The full set of records below is to be reproduced without a single alteration.
+++
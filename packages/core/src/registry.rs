//! The converter registry.
//!
//! A [`ConvertManager`] maps type keys to converters. Exact entries match a
//! declared type's own key; inexact entries match any declared type that
//! is-a the registered key, and are consulted in registration order only
//! when no exact entry applies.
//!
//! A process-wide registry backs the free [`flatten`](crate::flatten) and
//! [`unflatten`](crate::unflatten) functions. It is replaced copy-on-write,
//! so a conversion in flight keeps the registry it started with.

use std::collections::HashMap;
use std::fmt;
use std::sync::{Arc, PoisonError, RwLock};

use lazy_static::lazy_static;

use crate::converter::{
    Converter, DateConverter, DateTimeConverter, RecordConverter, TimeConverter,
    TypedListConverter, TypedMapConverter,
};
use crate::engine::Engine;
use crate::error::Error;
use crate::object::Object;
use crate::types::{DeclaredType, TypeKey};
use crate::value::Value;

/// How a registry entry matches declared types.
#[derive(Clone, Copy, Debug, PartialEq, Eq, Hash)]
pub enum MatchMode {
    /// Only the registered key itself.
    Exact,
    /// The registered key and everything that is-a it.
    Inexact,
}

impl fmt::Display for MatchMode {
    fn fmt(&self, f: &mut fmt::Formatter<'_>) -> fmt::Result {
        match self {
            MatchMode::Exact => write!(f, "exact"),
            MatchMode::Inexact => write!(f, "inexact"),
        }
    }
}

/// A set of converters keyed by declared type.
#[derive(Clone, Default)]
pub struct ConvertManager {
    exact: HashMap<TypeKey, Arc<dyn Converter>>,
    inexact: Vec<(TypeKey, Arc<dyn Converter>)>,
}

impl ConvertManager {
    /// A registry with no converters at all.
    pub fn empty() -> Self {
        Self::default()
    }

    /// A registry preloaded with the built-in converters.
    pub fn new() -> Self {
        let mut exact: HashMap<TypeKey, Arc<dyn Converter>> = HashMap::new();
        exact.insert(TypeKey::Date, Arc::new(DateConverter));
        exact.insert(TypeKey::DateTime, Arc::new(DateTimeConverter));
        exact.insert(TypeKey::Time, Arc::new(TimeConverter));
        exact.insert(TypeKey::TypedList, Arc::new(TypedListConverter));
        exact.insert(TypeKey::TypedMap, Arc::new(TypedMapConverter));

        let record: Arc<dyn Converter> = Arc::new(RecordConverter);
        Self {
            exact,
            inexact: vec![(TypeKey::RecordBase, record)],
        }
    }

    /// Register `converter` for `key`, replacing any converter previously
    /// registered for the same key in either mode.
    pub fn register(
        &mut self,
        key: TypeKey,
        converter: Arc<dyn Converter>,
        mode: MatchMode,
    ) -> Result<(), Error> {
        if key == TypeKey::Any {
            return Err(Error::ConverterContract {
                message: "cannot register a converter for the untyped declaration".to_string(),
            });
        }
        let capabilities = converter.capabilities();
        if !capabilities.is_complete() {
            return Err(Error::ConverterContract {
                message: format!(
                    "converter for {} must implement both directions (to_flat: {}, to_obj: {})",
                    key, capabilities.to_flat, capabilities.to_obj
                ),
            });
        }

        log::debug!("Registering {} converter for {}", mode, key);
        self.exact.remove(&key);
        match mode {
            MatchMode::Exact => {
                self.inexact.retain(|(k, _)| *k != key);
                self.exact.insert(key, converter);
            }
            MatchMode::Inexact => {
                // A replaced inexact entry keeps its place in the lookup order.
                if let Some(slot) = self.inexact.iter_mut().find(|(k, _)| *k == key) {
                    slot.1 = converter;
                } else {
                    self.inexact.push((key, converter));
                }
            }
        }
        Ok(())
    }

    /// Remove the converters registered for `key`, returning the exact one
    /// if there was one, else the inexact one.
    pub fn unregister(&mut self, key: &TypeKey) -> Option<Arc<dyn Converter>> {
        let exact = self.exact.remove(key);
        let inexact = self
            .inexact
            .iter()
            .position(|(k, _)| k == key)
            .map(|i| self.inexact.remove(i).1);
        if exact.is_some() || inexact.is_some() {
            log::debug!("Unregistered converter for {}", key);
        }
        exact.or(inexact)
    }

    /// Snapshot of the process-wide registry.
    pub fn global() -> Arc<ConvertManager> {
        GLOBAL
            .read()
            .unwrap_or_else(PoisonError::into_inner)
            .clone()
    }

    pub fn is_registered(&self, key: &TypeKey) -> bool {
        self.exact.contains_key(key) || self.inexact.iter().any(|(k, _)| k == key)
    }

    /// The converter that governs `declared`, if any.
    pub fn resolve(&self, declared: &DeclaredType) -> Option<&dyn Converter> {
        let key = declared.key();
        if let Some(converter) = self.exact.get(&key) {
            log::trace!("Resolved {} to exact converter", declared);
            return Some(converter.as_ref());
        }
        self.inexact
            .iter()
            .find(|(k, _)| declared.is_a(k))
            .map(|(k, converter)| {
                log::trace!("Resolved {} to inexact converter for {}", declared, k);
                converter.as_ref()
            })
    }

    /// Flatten `value` as `declared` with this registry.
    pub fn to_flat(&self, declared: &DeclaredType, value: &Object) -> Result<Value, Error> {
        Engine::new(self).flatten(declared, value)
    }

    /// Unflatten `value` into `declared` with this registry.
    pub fn to_obj(&self, declared: &DeclaredType, value: &Value) -> Result<Object, Error> {
        Engine::new(self).unflatten(declared, value)
    }

    /// Check `value` against `declared`, using the governing converter's
    /// check when there is one.
    pub fn check_type(&self, declared: &DeclaredType, value: &Object) -> Result<(), Error> {
        match self.resolve(declared) {
            Some(converter) => converter.check_type(declared, value),
            None => crate::engine::check_conformance(declared, value),
        }
    }
}

impl fmt::Debug for ConvertManager {
    fn fmt(&self, f: &mut fmt::Formatter<'_>) -> fmt::Result {
        let mut exact: Vec<&TypeKey> = self.exact.keys().collect();
        exact.sort();
        let inexact: Vec<&TypeKey> = self.inexact.iter().map(|(k, _)| k).collect();
        f.debug_struct("ConvertManager")
            .field("exact", &exact)
            .field("inexact", &inexact)
            .finish()
    }
}

lazy_static! {
    static ref GLOBAL: RwLock<Arc<ConvertManager>> = RwLock::new(Arc::new(ConvertManager::new()));
}

/// Register a converter in the process-wide registry.
pub fn register(
    key: TypeKey,
    converter: impl Converter + 'static,
    mode: MatchMode,
) -> Result<(), Error> {
    let mut guard = GLOBAL.write().unwrap_or_else(PoisonError::into_inner);
    let mut next = ConvertManager::clone(&guard);
    next.register(key, Arc::new(converter), mode)?;
    *guard = Arc::new(next);
    Ok(())
}

/// Remove a converter from the process-wide registry.
pub fn unregister(key: &TypeKey) -> Option<Arc<dyn Converter>> {
    let mut guard = GLOBAL.write().unwrap_or_else(PoisonError::into_inner);
    let mut next = ConvertManager::clone(&guard);
    let removed = next.unregister(key);
    *guard = Arc::new(next);
    removed
}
+++
→ Solved exercise:
filename packages/core/src/registry.rs
//! The converter registry.
//!
//! A [`ConvertManager`] maps type keys to converters. Exact entries match a
//! declared type's own key; inexact entries match any declared type that
//! is-a the registered key, and are consulted in registration order only
//! when no exact entry applies.
//!
//! A process-wide registry backs the free [`flatten`](crate::flatten) and
//! [`unflatten`](crate::unflatten) functions. It is replaced copy-on-write,
//! so a conversion in flight keeps the registry it started with.

use std::collections::HashMap;
use std::fmt;
use std::sync::{Arc, PoisonError, RwLock};

use lazy_static::lazy_static;

use crate::converter::{
    Converter, DateConverter, DateTimeConverter, RecordConverter, TimeConverter,
    TypedListConverter, TypedMapConverter,
};
use crate::engine::Engine;
use crate::error::Error;
use crate::object::Object;
use crate::types::{DeclaredType, TypeKey};
use crate::value::Value;

/// How a registry entry matches declared types.
#[derive(Clone, Copy, Debug, PartialEq, Eq, Hash)]
pub enum MatchMode {
    /// Only the registered key itself.
    Exact,
    /// The registered key and everything that is-a it.
    Inexact,
}

impl fmt::Display for MatchMode {
    fn fmt(&self, f: &mut fmt::Formatter<'_>) -> fmt::Result {
        match self {
            MatchMode::Exact => write!(f, "exact"),
            MatchMode::Inexact => write!(f, "inexact"),
        }
    }
}

/// A set of converters keyed by declared type.
#[derive(Clone, Default)]
pub struct ConvertManager {
    exact: HashMap<TypeKey, Arc<dyn Converter>>,
    inexact: Vec<(TypeKey, Arc<dyn Converter>)>,
}

impl ConvertManager {
    /// A registry with no converters at all.
    pub fn empty() -> Self {
        Self::default()
    }

    /// A registry preloaded with the built-in converters.
    pub fn new() -> Self {
        let mut exact: HashMap<TypeKey, Arc<dyn Converter>> = HashMap::new();
        exact.insert(TypeKey::Date, Arc::new(DateConverter));
        exact.insert(TypeKey::DateTime, Arc::new(DateTimeConverter));
        exact.insert(TypeKey::Time, Arc::new(TimeConverter));
        exact.insert(TypeKey::TypedList, Arc::new(TypedListConverter));
        exact.insert(TypeKey::TypedMap, Arc::new(TypedMapConverter));

        let record: Arc<dyn Converter> = Arc::new(RecordConverter);
        Self {
            exact,
            inexact: vec![(TypeKey::RecordBase, record)],
        }
    }

    /// Register `converter` for `key`, replacing any converter previously
    /// registered for the same key in either mode.
    pub fn register(
        &mut self,
        key: TypeKey,
        converter: Arc<dyn Converter>,
        mode: MatchMode,
    ) -> Result<(), Error> {
        if key == TypeKey::Any {
            return Err(Error::ConverterContract {
                message: "cannot register a converter for the untyped declaration".to_string(),
            });
        }
        let capabilities = converter.capabilities();
        if !capabilities.is_complete() {
            return Err(Error::ConverterContract {
                message: format!(
                    "converter for {} must implement both directions (to_flat: {}, to_obj: {})",
                    key, capabilities.to_flat, capabilities.to_obj
                ),
            });
        }

        log::debug!("Registering {} converter for {}", mode, key);
        self.exact.remove(&key);
        match mode {
            MatchMode::Exact => {
                self.inexact.retain(|(k, _)| *k != key);
                self.exact.insert(key, converter);
            }
            MatchMode::Inexact => {
                // A replaced inexact entry keeps its place in the lookup order.
                if let Some(slot) = self.inexact.iter_mut().find(|(k, _)| *k == key) {
                    slot.1 = converter;
                } else {
                    self.inexact.push((key, converter));
                }
            }
        }
        Ok(())
    }

    /// Remove the converters registered for `key`, returning the exact one
    /// if there was one, else the inexact one.
    pub fn unregister(&mut self, key: &TypeKey) -> Option<Arc<dyn Converter>> {
        let exact = self.exact.remove(key);
        let inexact = self
            .inexact
            .iter()
            .position(|(k, _)| k == key)
            .map(|i| self.inexact.remove(i).1);
        if exact.is_some() || inexact.is_some() {
            log::debug!("Unregistered converter for {}", key);
        }
        exact.or(inexact)
    }

    /// Snapshot of the process-wide registry.
    pub fn global() -> Arc<ConvertManager> {
        GLOBAL
            .read()
            .unwrap_or_else(PoisonError::into_inner)
            .clone()
    }

    pub fn is_registered(&self, key: &TypeKey) -> bool {
        self.exact.contains_key(key) || self.inexact.iter().any(|(k, _)| k == key)
    }

    /// The converter that governs `declared`, if any.
    pub fn resolve(&self, declared: &DeclaredType) -> Option<&dyn Converter> {
        let key = declared.key();
        if let Some(converter) = self.exact.get(&key) {
            log::trace!("Resolved {} to exact converter", declared);
            return Some(converter.as_ref());
        }
        self.inexact
            .iter()
            .find(|(k, _)| declared.is_a(k))
            .map(|(k, converter)| {
                log::trace!("Resolved {} to inexact converter for {}", declared, k);
                converter.as_ref()
            })
    }

    /// Flatten `value` as `declared` with this registry.
    pub fn to_flat(&self, declared: &DeclaredType, value: &Object) -> Result<Value, Error> {
        Engine::new(self).flatten(declared, value)
    }

    /// Unflatten `value` into `declared` with this registry.
    pub fn to_obj(&self, declared: &DeclaredType, value: &Value) -> Result<Object, Error> {
        Engine::new(self).unflatten(declared, value)
    }

    /// Check `value` against `declared`, using the governing converter's
    /// check when there is one.
    pub fn check_type(&self, declared: &DeclaredType, value: &Object) -> Result<(), Error> {
        match self.resolve(declared) {
            Some(converter) => converter.check_type(declared, value),
            None => crate::engine::check_conformance(declared, value),
        }
    }
}

impl fmt::Debug for ConvertManager {
    fn fmt(&self, f: &mut fmt::Formatter<'_>) -> fmt::Result {
        let mut exact: Vec<&TypeKey> = self.exact.keys().collect();
        exact.sort();
        let inexact: Vec<&TypeKey> = self.inexact.iter().map(|(k, _)| k).collect();
        f.debug_struct("ConvertManager")
            .field("exact", &exact)
            .field("inexact", &inexact)
            .finish()
    }
}

lazy_static! {
    static ref GLOBAL: RwLock<Arc<ConvertManager>> = RwLock::new(Arc::new(ConvertManager::new()));
}

/// Register a converter in the process-wide registry.
pub fn register(
    key: TypeKey,
    converter: impl Converter + 'static,
    mode: MatchMode,
) -> Result<(), Error> {
    let mut guard = GLOBAL.write().unwrap_or_else(PoisonError::into_inner);
    let mut next = ConvertManager::clone(&guard);
    next.register(key, Arc::new(converter), mode)?;
    *guard = Arc::new(next);
    Ok(())
}

/// Remove a converter from the process-wide registry.
pub fn unregister(key: &TypeKey) -> Option<Arc<dyn Converter>> {
    let mut guard = GLOBAL.write().unwrap_or_else(PoisonError::into_inner);
    let mut next = ConvertManager::clone(&guard);
    let removed = next.unregister(key);
    *guard = Arc::new(next);
    removed
}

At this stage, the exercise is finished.